Студенты из интеллигенции прибывали в партию последними и выбывали первыми. Они были повсеместно под подозрением, и их прием всегда сопрягался с определенным риском. 1 марта 1925 года в партбюро коллектива Ленинградского сельскохозяйственного института поступило письмо за подписью восьми коммунистов: «По некоторым сведениям мы узнали, что в коллективе вашего института состоит кандидат РКП, окончивший Костромской рабфак в 1923 г. студент Чумаков Г. А. <…> Считаем своим партийным долгом и обязанностью сообщить в коллектив некоторые сведения о тов. Чумакове, которые, мы уверены, коллектив не знает и которые имеют важное значение. <…> Хотя происхождение из крестьян, но Чумаков по своему положению является чистейшим интеллигентом, окончившим учительскую семинарию. [Он проявил] бюрократическое и грубое отношение к рабочим, будучи ответственным работником профорганизации. <…> Отношение в 1918 г. всей семьи Чумаковых, в частности Григория, к советской власти и к работникам на местах было враждебным».

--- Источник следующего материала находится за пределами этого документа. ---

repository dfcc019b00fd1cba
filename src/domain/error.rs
//! Domain-level errors (no external dependencies)

use thiserror::Error;

/// Domain errors represent lookups and inputs that cannot be satisfied.
#[derive(Error, Debug)]
pub enum DomainError {
    #[error("couldn't find any rooms for search {search:?}")]
    RoomNotFound { search: String },

    #[error("unrecognised date {input:?} (expected YYYY-MM-DD)")]
    InvalidDate { input: String },
}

Затем следовал рассказ о том, как в Костроме затеяли процедуру исключения гнилого интеллигента Чумакова из комсомола. Перекрашивая себя в пролетарские цвета, «Чумаков старался вступить в РКП на рабфаке, мотивируя, что комсомол он перерос. Для этого он находил, помимо рабфака, рекомендателей с достаточным партстажем, даже старых партийных товарищей». Бюро ячейки рабфака отвергло его кандидатуру. «Тов. Чумаков на этом не останавливается, а продолжает действовать – он заручается хорошими отзывами… например от члена президиума правления союза совработников тов. Фролова, который между прочим в настоящее время исключен из РКП». Налицо была круговая порука среди «интеллигентщины», и не исключено, что «ее щупальца доходят и до Ленинграда». Бдительные коммунисты Костромы убедительно просили «при разборе вопроса о приеме его [Чумакова] в партию» принять во внимание их заявление. Также они просили «для более подробного освещения данных вопросов» пригласить их на собрание коллектива или партбюро института. «В крайнем случае просим известить нас о результате, – и тут звучит недвусмысленная угроза, – чтобы мы могли своевременно, если тов. Чумаков будет переведен в РКП, поднять этот вопрос в высших партийных органах»[387].

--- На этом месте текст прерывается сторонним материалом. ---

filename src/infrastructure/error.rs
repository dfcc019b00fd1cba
//! Infrastructure-level errors (wraps application errors)

use thiserror::Error;

use crate::application::ApplicationError;

/// Infrastructure errors wrap application errors and add I/O-level concerns.
#[derive(Error, Debug)]
pub enum InfraError {
    #[error("{0}")]
    Application(#[from] ApplicationError),

    #[error("I/O error: {context}")]
    Io {
        context: String,
        #[source]
        source: std::io::Error,
    },
}

impl InfraError {
    /// Create an I/O error with context.
    pub fn io(context: impl Into<String>, source: std::io::Error) -> Self {
        Self::Io {
            context: context.into(),
            source,
        }
    }
}
//! Dependency injection

pub mod service_container;

pub use service_container::ServiceContainer;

Доля интеллигентской когорты среди студенчества непосредственно влияла на величину вузовской партячейки. В то время как большинство студентов Томского технологического института были пролетариями, среди студентов городского госуниверситета преобладала третья категория и работа ячейки буксовала[388].

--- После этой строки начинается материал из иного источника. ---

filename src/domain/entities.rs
//! Domain entities: records exchanged with the booking service
//!
//! Field names follow the service's JSON schema (camelCase) exactly.

use serde::{Deserialize, Serialize};

/// Seat count sent with every reservation request.
pub const PEOPLE_PER_BOOKING: u32 = 1;

/// How requests authenticate against the service.
///
/// A session token takes precedence over username/password.
#[derive(Debug, Clone, PartialEq, Eq)]
pub enum Credentials {
    /// Opaque session token, sent as the `ACTID` cookie
    Session { token: String },
    /// Sent as `x-auth-username` / `x-auth-password` headers
    Password { username: String, password: String },
}

#[derive(Debug, Clone, Default, PartialEq, Eq, Serialize, Deserialize)]
#[serde(rename_all = "camelCase")]
pub struct User {
    pub id: u64,
    #[serde(default)]
    pub name: String,
}

#[derive(Debug, Clone, Default, PartialEq, Eq, Serialize, Deserialize)]
#[serde(rename_all = "camelCase")]
pub struct Building {
    pub id: u64,
    #[serde(default)]
    pub name: String,
}

#[derive(Debug, Clone, Default, PartialEq, Eq, Serialize, Deserialize)]
#[serde(rename_all = "camelCase")]
pub struct Floor {
    pub id: u64,
    #[serde(default)]
    pub name: String,
    #[serde(default)]
    pub building: Option<Building>,
}

/// A bookable room or desk. Floor and building are nested read-only records.
#[derive(Debug, Clone, Default, PartialEq, Eq, Serialize, Deserialize)]
#[serde(rename_all = "camelCase")]
pub struct Room {
    pub id: u64,
    #[serde(default)]
    pub name: String,
    #[serde(default)]
    pub floor: Option<Floor>,
}

impl Room {
    pub fn floor_name(&self) -> &str {
        self.floor.as_ref().map_or("", |f| f.name.as_str())
    }

    pub fn building_name(&self) -> &str {
        self.floor
            .as_ref()
            .and_then(|f| f.building.as_ref())
            .map_or("", |b| b.name.as_str())
    }
}

#[derive(Debug, Clone, Default, PartialEq, Eq, Serialize, Deserialize)]
#[serde(rename_all = "camelCase")]
pub struct Reservation {
    pub id: u64,
    /// Milliseconds since the Unix epoch, UTC
    pub start_date: i64,
    #[serde(default)]
    pub room: Room,
    #[serde(default)]
    pub checked_in: bool,
    /// Present on floor-wide queries; omitted for "my reservations"
    #[serde(default)]
    pub user: Option<User>,
}

/// Payload of a successful check-in.
#[derive(Debug, Clone, Default, PartialEq, Eq, Deserialize)]
#[serde(rename_all = "camelCase")]
pub struct CheckIn {
    #[serde(default)]
    pub checked_in: bool,
}

/// Payload of a successful cancellation.
#[derive(Debug, Clone, Default, PartialEq, Eq, Deserialize)]
#[serde(rename_all = "camelCase")]
pub struct Cancellation {
    #[serde(default)]
    pub room: Room,
    #[serde(default)]
    pub cancellation_reason: String,
}

/// Payload of a successfully created reservation.
#[derive(Debug, Clone, Default, PartialEq, Eq, Deserialize)]
#[serde(rename_all = "camelCase")]
pub struct Booking {
    #[serde(default)]
    pub room: Room,
    #[serde(default)]
    pub user: User,
}

/// `{"id": n}` reference used in request bodies.
#[derive(Debug, Clone, Copy, PartialEq, Eq, Serialize)]
pub struct EntityRef {
    pub id: u64,
}

/// Body of `POST v2/reservations`.
#[derive(Debug, Clone, PartialEq, Eq, Serialize)]
#[serde(rename_all = "camelCase")]
pub struct ReservationRequest {
    pub guests: Vec<EntityRef>,
    pub notes: String,
    pub user: EntityRef,
    pub center: EntityRef,
    pub room: EntityRef,
    pub number_of_people: u32,
    pub start_date: i64,
    pub end_date: i64,
    pub all_day: bool,
}

impl ReservationRequest {
    /// All-day booking: start and end are the same instant, the service
    /// derives the actual window from `allDay`.
    pub fn all_day(user_id: u64, center_id: u64, room_id: u64, start_millis: i64) -> Self {
        Self {
            guests: Vec::new(),
            notes: String::new(),
            user: EntityRef { id: user_id },
            center: EntityRef { id: center_id },
            room: EntityRef { id: room_id },
            number_of_people: PEOPLE_PER_BOOKING,
            start_date: start_millis,
            end_date: start_millis,
            all_day: true,
        }
    }
}

/// Error envelope reported by the service alongside HTTP success.
#[derive(Debug, Clone, PartialEq, Eq)]
pub struct Rejection {
    pub code: String,
    pub description: String,
}

/// Result of an operation that may be refused server-side.
#[derive(Debug, Clone, PartialEq, Eq)]
pub enum Outcome<T> {
    Applied(T),
    Rejected(Rejection),
}

impl<T> Outcome<T> {
    pub fn is_applied(&self) -> bool {
        matches!(self, Outcome::Applied(_))
    }
}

В 1923 году партячейка Томского государственного университета состояла поровну из пролетариев и интеллигенции (38:38)[389]. Но и этот паритет не был бы достигнут без усилий университетской канцелярии. Статистики играли ключевую роль в определении классовых ярлыков студентов. Они добавляли «социальное происхождение» студента к его «главной профессии» и получали желаемое «социальное положение». Как эта алхимия работала, оставалось профессиональным секретом работников канцелярии. Иногда требовалась недюжинная изобретательность. Маркеры «крестьяне» и «рабочие» оставались в силе, даже когда студент занимался умственным трудом: «наследственный рабочий» Галичанин остался «рабочим», хотя зарабатывал на хлеб в канцелярии совхоза; дочь крестьянина Деревянина не стала «интеллигенткой», несмотря на работу учительницей начальной школы. Крестьяне по социальному происхождению Слезнев, Чернов и Золоторев числились пролетариями, несмотря на указание Томской парторганизации, что фельдшеры – служащие. Когда канцелярия партбюро все же записывала студента как интеллигента, это часто было меньшее из двух зол: Баскович и Хилетская были «дочерями мещан» и таким образом избежали категории социально чуждых. Были, конечно, случаи, когда ничего сделать было невозможно. Некоторые студенты стали «интеллигентами», несмотря на крестьянские корни: Зудилов – ввиду административной стези, которую он себе выбрал, а Толетухина и Клеткина – как школьные учительницы. Когда переход к умственному труду происходил до вступления в партию, депролетаризацию нельзя было игнорировать[390].